The Cathedral of St. Philip - Atlanta, GA

The Ascension

A sermon by Canon Cathy Zappa
Easter 7, the Sunday after the Ascension – Year B

Let me guess: you all made a special effort to get here today to celebrate the Feast of the Ascension, which ranks right up there with Christmas and Easter. OK, maybe not. The truth is, we often pass right over the Ascension without paying it much attention. Perhaps because it falls on a Thursday; or because it’s sandwiched between the big feasts of Easter and Pentecost; or simply because it’s hard to understand. But the Ascension is a pivotal moment in our sacred story—a hinge, as it were, between the past and the present—between story of the historical Jesus, and the ongoing story of the church.

We see this in today’s readings, as Luke ends, and Acts begins, with the same event.

The resurrected Jesus has appeared to the disciples and finally convinced them that it’s really him. They’re relieved that the long nightmare of his passion and death and absence is over. Jesus is back! Their faith has been vindicated!

But just as they’re settling into this new-and-improved reality, Jesus is lifted up and carried on a cloud into heaven. Imagine their dismay: there goes their friend, leader, hero, who was supposed to take them into heaven with him. They’re not sure what they’ve just witnessed, or how they should feel about it, or what they should do next. So they stand there, gazing at the spot where their Lord just exited from the world as they know it.

Then, out of nowhere, two men in white robes appear, and ask why they’re standing there, staring toward heaven, as if Jesus were gone forever, and their mission with him. This seems to jog their memory of Jesus’ instructions: they’re to return to Jerusalem, and wait for the Holy Spirit, and then proclaim repentance and forgiveness to the ends of the earth.

This event is confusing to us, too. After all, our modern worldview doesn’t really allow for people riding off on clouds. What are we to make of this? Is Jesus with us or not? Is God on earth or in heaven? Are we in charge here, or is God?

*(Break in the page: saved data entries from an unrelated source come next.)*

//! Core traits and numeric constraints shared by the `poolheat` crates.

mod component;
pub mod constraint;

pub use component::Component;
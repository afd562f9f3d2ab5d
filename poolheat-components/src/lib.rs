//! Components for estimating the heat loss of an outdoor pool and the fuel
//! saved by heating it with a solar thermal collector.
//!
//! - [`pool`]: surface heat loss from evaporation, radiation and convection.
//! - [`climate`]: monthly climate records and their day/night conditions.
//! - [`savings`]: daily energy balance, fuel economics and yearly summaries.
//! - [`scenario`]: TOML scenario files tying the pieces together.

pub mod climate;
pub mod interpolation;
pub mod pool;
pub mod savings;
pub mod scenario;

You see, I’d like to pin things down. I’d like to be able to tell you that God is here, or there. That God will take care of this, and we need to take care of that. I’d like us to have clearly defined roles and responsibilities. Because I can’t do it all. And when a problem seems too big, I sometimes despair of making a difference, so I don’t do anything, or I give up, or convince myself I’ve done my fair share, and hand the rest to God.

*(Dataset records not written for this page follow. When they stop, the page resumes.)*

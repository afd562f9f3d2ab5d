//! Saturation vapor pressure of water.
//!
//! Pressures are linearly interpolated from a 25-point psychrometric table
//! spanning -40 °C to 85 °C. Outside that range the nearest boundary segment
//! is extended, so polar and tropical sites still get a value. Extrapolated
//! values are not physically validated.

use std::sync::LazyLock;

use ndarray::{Array1, ArrayView1};
use poolheat_core::Component;
use uom::si::{
    f64::{Pressure, ThermodynamicTemperature},
    pressure::pascal,
    thermodynamic_temperature::degree_celsius,
};

use crate::interpolation::{Interp1D, InterpError};

/// Reference table of `(temperature °C, saturation pressure Pa)` pairs.
pub const SATURATION_TABLE: [(f64, f64); 25] = [
    (-40.0, 12.84),
    (-30.0, 38.0),
    (-25.0, 63.25),
    (-20.0, 103.2),
    (-15.0, 165.2),
    (-10.0, 259.2),
    (-5.0, 401.5),
    (0.0, 610.8),
    (5.0, 871.9),
    (10.0, 1227.0),
    (15.0, 1704.0),
    (20.0, 2337.0),
    (25.0, 3167.0),
    (30.0, 4243.0),
    (35.0, 5623.0),
    (40.0, 7378.0),
    (45.0, 9585.0),
    (50.0, 12339.0),
    (55.0, 14745.0),
    (60.0, 19925.0),
    (65.0, 25014.0),
    (70.0, 31167.0),
    (75.0, 38554.0),
    (80.0, 47365.0),
    (85.0, 57809.0),
];

static SATURATION_CURVE: LazyLock<Interp1D> = LazyLock::new(|| {
    let temperatures: Array1<f64> = SATURATION_TABLE.iter().map(|(t, _)| *t).collect();
    let pressures: Array1<f64> = SATURATION_TABLE.iter().map(|(_, p)| *p).collect();
    Interp1D::linear(temperatures, pressures)
        .expect("saturation table is sorted and has matching columns")
});

/// Saturation vapor pressure lookup as a component.
///
/// # Example
///
/// ```
/// use poolheat_core::Component;
/// use poolheat_components::pool::saturation::SaturationCurve;
/// use uom::si::{
///     f64::ThermodynamicTemperature, pressure::pascal,
///     thermodynamic_temperature::degree_celsius,
/// };
///
/// let p = SaturationCurve
///     .call(ThermodynamicTemperature::new::<degree_celsius>(28.0))
///     .unwrap();
/// assert!((p.get::<pascal>() - 3812.6).abs() < 1e-6);
/// ```
#[derive(Debug, Clone, Copy, PartialEq, Eq, Default)]
pub struct SaturationCurve;

impl Component for SaturationCurve {
    type Input = ThermodynamicTemperature;
    type Output = Pressure;
    type Error = InterpError;

    fn call(&self, input: Self::Input) -> Result<Self::Output, Self::Error> {
        saturation_pressure(input)
    }
}

/// Returns the saturation vapor pressure of water at `temperature`.
///
/// Every temperature has a value. NaN gives NaN, and infinite temperatures
/// give the infinity the boundary segments point to.
///
/// # Errors
///
/// Returns an [`InterpError`] only if the table itself cannot be evaluated.
pub fn saturation_pressure(
    temperature: ThermodynamicTemperature,
) -> Result<Pressure, InterpError> {
    let pa = saturation_pressure_pa(temperature.get::<degree_celsius>())?;
    Ok(Pressure::new::<pascal>(pa))
}

/// Returns the saturation vapor pressure in pascals for a temperature in °C.
///
/// # Errors
///
/// See [`saturation_pressure`].
pub fn saturation_pressure_pa(temperature_c: f64) -> Result<f64, InterpError> {
    // Both boundary slopes are positive, so the extended curve maps NaN and
    // the infinities onto themselves.
    if !temperature_c.is_finite() {
        return Ok(temperature_c);
    }
    SATURATION_CURVE.interpolate(temperature_c)
}

/// Elementwise [`saturation_pressure_pa`] over an array of temperatures in °C.
///
/// # Errors
///
/// Returns the first lookup error.
pub fn saturation_pressure_array(
    temperatures_c: ArrayView1<'_, f64>,
) -> Result<Array1<f64>, InterpError> {
    let pressures = temperatures_c
        .iter()
        .map(|t| saturation_pressure_pa(*t))
        .collect::<Result<Vec<_>, _>>()?;
    Ok(Array1::from(pressures))
}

Theologian Dietrich Bonhoeffer takes issue with this approach to God: it keeps God at the edge of our lives and our world. It means that we call upon God only when we’re feeling powerless, when we want God to come in and fix our problems for us. Bonhoeffer characterizes this as “deus ex machina”—God from the machine. This term comes from ancient Greek and Roman theatre, which had a convention of resolving intractable conflicts by dropping a divine character onto stage, with wires attached to pulleys. This divine super-character would resolve the conflict and then “exit as swiftly and mysteriously as he or she entered.”[i]

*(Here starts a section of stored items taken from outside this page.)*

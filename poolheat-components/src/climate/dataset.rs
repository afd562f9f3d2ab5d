use std::fmt;

use serde::{Deserialize, Serialize};

use super::{Month, MonthlyClimate};

/// Irradiation scale applied by [`ClimateRecord::with_polar_irradiance_correction`].
const POLAR_IRRADIANCE_SCALE: f64 = 0.5;

/// A geographic position in decimal degrees.
#[derive(Debug, Clone, Copy, PartialEq, Serialize, Deserialize)]
pub struct Location {
    pub latitude: f64,
    pub longitude: f64,
}

impl Location {
    #[must_use]
    pub fn new(latitude: f64, longitude: f64) -> Self {
        Self {
            latitude,
            longitude,
        }
    }

    /// Squared planar distance in degrees.
    ///
    /// Latitude and longitude are treated as flat coordinates, so this is only
    /// a ranking measure for nearby grid points, not a geodesic distance.
    #[must_use]
    pub fn planar_distance_squared(&self, other: &Location) -> f64 {
        let d_lat = self.latitude - other.latitude;
        let d_lon = self.longitude - other.longitude;
        d_lat * d_lat + d_lon * d_lon
    }
}

impl fmt::Display for Location {
    fn fmt(&self, f: &mut fmt::Formatter<'_>) -> fmt::Result {
        write!(f, "({:.2}, {:.2})", self.latitude, self.longitude)
    }
}

/// Monthly climate statistics for one grid point.
#[derive(Debug, Clone, PartialEq, Serialize, Deserialize)]
pub struct ClimateRecord {
    #[serde(rename = "lat")]
    pub latitude: f64,

    #[serde(rename = "lon")]
    pub longitude: f64,

    /// Statistics for January through December.
    pub months: [MonthlyClimate; 12],
}

impl ClimateRecord {
    #[must_use]
    pub fn location(&self) -> Location {
        Location::new(self.latitude, self.longitude)
    }

    #[must_use]
    pub fn month(&self, month: Month) -> &MonthlyClimate {
        &self.months[month.index()]
    }

    /// Whether the record lies in a region with overestimated irradiation:
    /// south of 65° S, or north of 60° N between 60° W and 20° W.
    #[must_use]
    pub fn is_polar_outlier(&self) -> bool {
        self.latitude < -65.0
            || (self.latitude > 60.0 && (-60.0..=-20.0).contains(&self.longitude))
    }

    /// Halves the irradiation of every month for polar outlier records.
    ///
    /// Other records are returned unchanged.
    #[must_use]
    pub fn with_polar_irradiance_correction(mut self) -> Self {
        if self.is_polar_outlier() {
            for month in &mut self.months {
                month.ghi *= POLAR_IRRADIANCE_SCALE;
            }
        }
        self
    }
}

/// A source of climate records keyed by location.
pub trait ClimateLookup {
    /// Returns the record closest to `location`, or `None` if there is none.
    fn nearest(&self, location: Location) -> Option<&ClimateRecord>;
}

/// An in-memory set of climate records.
#[derive(Debug, Clone, Default, PartialEq, Serialize, Deserialize)]
#[serde(transparent)]
pub struct ClimateDataset {
    records: Vec<ClimateRecord>,
}

impl ClimateDataset {
    #[must_use]
    pub fn new(records: Vec<ClimateRecord>) -> Self {
        Self { records }
    }

    #[must_use]
    pub fn records(&self) -> &[ClimateRecord] {
        &self.records
    }

    #[must_use]
    pub fn len(&self) -> usize {
        self.records.len()
    }

    #[must_use]
    pub fn is_empty(&self) -> bool {
        self.records.is_empty()
    }

    /// Applies [`ClimateRecord::with_polar_irradiance_correction`] to every record.
    #[must_use]
    pub fn with_polar_irradiance_correction(self) -> Self {
        Self {
            records: self
                .records
                .into_iter()
                .map(ClimateRecord::with_polar_irradiance_correction)
                .collect(),
        }
    }
}

impl ClimateLookup for ClimateDataset {
    /// Picks the record with the smallest planar distance in degrees.
    ///
    /// Ties go to the record that appears first.
    fn nearest(&self, location: Location) -> Option<&ClimateRecord> {
        self.records.iter().min_by(|a, b| {
            let da = location.planar_distance_squared(&a.location());
            let db = location.planar_distance_squared(&b.location());
            da.total_cmp(&db)
        })
    }
}

impl FromIterator<ClimateRecord> for ClimateDataset {
    fn from_iter<I: IntoIterator<Item = ClimateRecord>>(iter: I) -> Self {
        Self::new(iter.into_iter().collect())
    }
}

#[cfg(test)]
mod tests {
    use approx::assert_relative_eq;

    use super::*;

    fn record(latitude: f64, longitude: f64, ghi: f64) -> ClimateRecord {
        ClimateRecord {
            latitude,
            longitude,
            months: [MonthlyClimate {
                t_min: 5.0,
                t_max: 10.0,
                t_avg: None,
                ghi,
                wind_speed: 8.0,
                relative_humidity: 80.0,
            }; 12],
        }
    }

    #[test]
    fn nearest_uses_planar_degree_distance() {
        let dataset: ClimateDataset = [
            record(0.0, 0.0, 1.0),
            record(10.0, 10.0, 2.0),
            record(-5.0, 20.0, 3.0),
        ]
        .into_iter()
        .collect();

        let found = dataset.nearest(Location::new(8.0, 7.0)).unwrap();
        assert_eq!(found.location(), Location::new(10.0, 10.0));

        let found = dataset.nearest(Location::new(-4.0, 18.0)).unwrap();
        assert_eq!(found.location(), Location::new(-5.0, 20.0));
    }

    #[test]
    fn nearest_ignores_longitude_wraparound() {
        // Across the antimeridian the planar metric picks the far record.
        let dataset = ClimateDataset::new(vec![record(0.0, 179.0, 1.0), record(0.0, -100.0, 2.0)]);
        let found = dataset.nearest(Location::new(0.0, -179.0)).unwrap();
        assert_eq!(found.longitude, -100.0);
    }

    #[test]
    fn ties_go_to_first_record() {
        let dataset = ClimateDataset::new(vec![record(1.0, 0.0, 1.0), record(-1.0, 0.0, 2.0)]);
        let found = dataset.nearest(Location::new(0.0, 0.0)).unwrap();
        assert_eq!(found.latitude, 1.0);
    }

    #[test]
    fn empty_dataset_has_no_nearest() {
        assert!(ClimateDataset::default().nearest(Location::new(0.0, 0.0)).is_none());
    }

    #[test]
    fn polar_correction_halves_outlier_irradiation() {
        let dataset = ClimateDataset::new(vec![
            record(-70.0, 10.0, 4.0),
            record(65.0, -40.0, 4.0),
            record(65.0, 10.0, 4.0),
            record(0.0, -40.0, 4.0),
            record(65.0, -60.0, 4.0),
            record(65.0, -20.0, 4.0),
            record(60.0, -40.0, 4.0),
            record(-65.0, 0.0, 4.0),
        ])
        .with_polar_irradiance_correction();

        let ghi: Vec<f64> = dataset
            .records()
            .iter()
            .map(|r| r.month(Month::June).ghi)
            .collect();
        assert_eq!(ghi, vec![2.0, 2.0, 4.0, 4.0, 2.0, 2.0, 4.0, 4.0]);
    }

    #[test]
    fn deserializes_from_toml() {
        let month = "{ tmin = 4.0, tmax = 9.0, ghi = 1.5, ws10m = 9.0, rh = 83.0 }";
        let months = vec![month; 12].join(", ");
        let text = format!("lat = 56.5\nlon = 3.2\nmonths = [{months}]");

        let record: ClimateRecord = toml::from_str(&text).unwrap();
        assert_eq!(record.location(), Location::new(56.5, 3.2));
        assert_relative_eq!(record.month(Month::December).relative_humidity, 83.0);
    }
}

At first glance, the Ascension may look like just another iteration of this. After saving people from sin—and triumphing over evil and death— Super-Jesus’ mission is done, so he flies off into the sky.

But that’s not the story the Ascension tells. On the contrary, it continues the Gospel of God’s continual coming and going, descending and ascending. Have you noticed how much traffic there is between heaven and earth, between God and humanity, through Jesus Christ? Just look at the movement in our creeds: God came down from heaven and was made man. Then, Christ died, and was buried, and descended to the dead. But on the third day, he rose again—and then ascended into heaven. Of course, the story continues with Pentecost, when the Holy Spirit descends upon the budding church.

This is no superhero God, no deus ex machina, who neatly disappears after doing what humans could not do for themselves. No, this is a God who meets us on earth and stays with us and draws us to heaven—who meets us in our mortality and fills us with the Spirit and offers us eternal life.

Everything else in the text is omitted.